Since only part of the material is needed, please repeat exactly the line that includes "tracing::debug!(method = %request.method, path" and every line after it, up to the last.

##############################

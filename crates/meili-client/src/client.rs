//! Client entry point

use std::sync::Arc;

use meili_core::{Health, JsonCodec, PollOptions, Result, Task, TaskId, Version};
use meili_transport::{Request, Transport};
use serde::de::DeserializeOwned;
use serde::Serialize;

use crate::documents::Documents;
use crate::indexes::Indexes;
use crate::poller::TaskPoller;
use crate::tasks::Tasks;

/// Handle to one search server.
///
/// Cloning is cheap: clones share the transport and copy the codec.
#[derive(Debug, Clone)]
pub struct Client {
    transport: Arc<dyn Transport>,
    codec: JsonCodec,
}

impl Client {
    /// Connect over HTTP
    #[cfg(feature = "http")]
    pub fn new(config: crate::ClientConfig) -> Result<Self> {
        let transport = meili_transport::HttpTransport::new(config.http_config())?;
        Ok(Self::with_transport(
            Arc::new(transport),
            JsonCodec::new(config.codec),
        ))
    }

    pub fn with_transport(transport: Arc<dyn Transport>, codec: JsonCodec) -> Self {
        Self { transport, codec }
    }

    pub fn codec(&self) -> &JsonCodec {
        &self.codec
    }

    /// Documents of one index
    pub fn documents(&self, index_uid: impl Into<String>) -> Documents<'_> {
        Documents::new(self, index_uid.into())
    }

    pub fn indexes(&self) -> Indexes<'_> {
        Indexes::new(self)
    }

    pub fn tasks(&self) -> Tasks<'_> {
        Tasks::new(self)
    }

    /// Wait until a task reaches a terminal status.
    ///
    /// Accepts a raw [`TaskId`] or a `&TaskInfo` / `&Task` handle. A task
    /// that ends as `failed` or `canceled` is returned as `Ok`; inspect its
    /// `status` and `error`.
    pub async fn wait_for_task(&self, task: impl Into<TaskId>, options: PollOptions) -> Result<Task> {
        TaskPoller::new(self, options).wait(task).await
    }

    pub async fn health(&self) -> Result<Health> {
        self.send(Request::get("/health")).await
    }

    /// `true` when the server answers `/health` with `available`
    pub async fn is_healthy(&self) -> bool {
        match self.health().await {
            Ok(health) => health.is_available(),
            Err(e) => {
                tracing::debug!("Health check failed: {}", e);
                false
            }
        }
    }

    pub async fn version(&self) -> Result<Version> {
        self.send(Request::get("/version")).await
    }

    pub(crate) async fn send<R: DeserializeOwned>(&self, request: Request) -> Result<R> {
        tracing::debug!(method = %request.method, path = %request.path, "Sending request");
        let body = self.transport.execute(request).await?;
        self.codec.decode(&body)
    }

    pub(crate) fn encode<T: Serialize + ?Sized>(&self, value: &T) -> Result<Vec<u8>> {
        self.codec.encode(value)
    }
}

##############################

▶ _Response to the exercise_:
        tracing::debug!(method = %request.method, path = %request.path, "Sending request");
        let body = self.transport.execute(request).await?;
        self.codec.decode(&body)
    }

    pub(crate) fn encode<T: Serialize + ?Sized>(&self, value: &T) -> Result<Vec<u8>> {
        self.codec.encode(value)
    }
}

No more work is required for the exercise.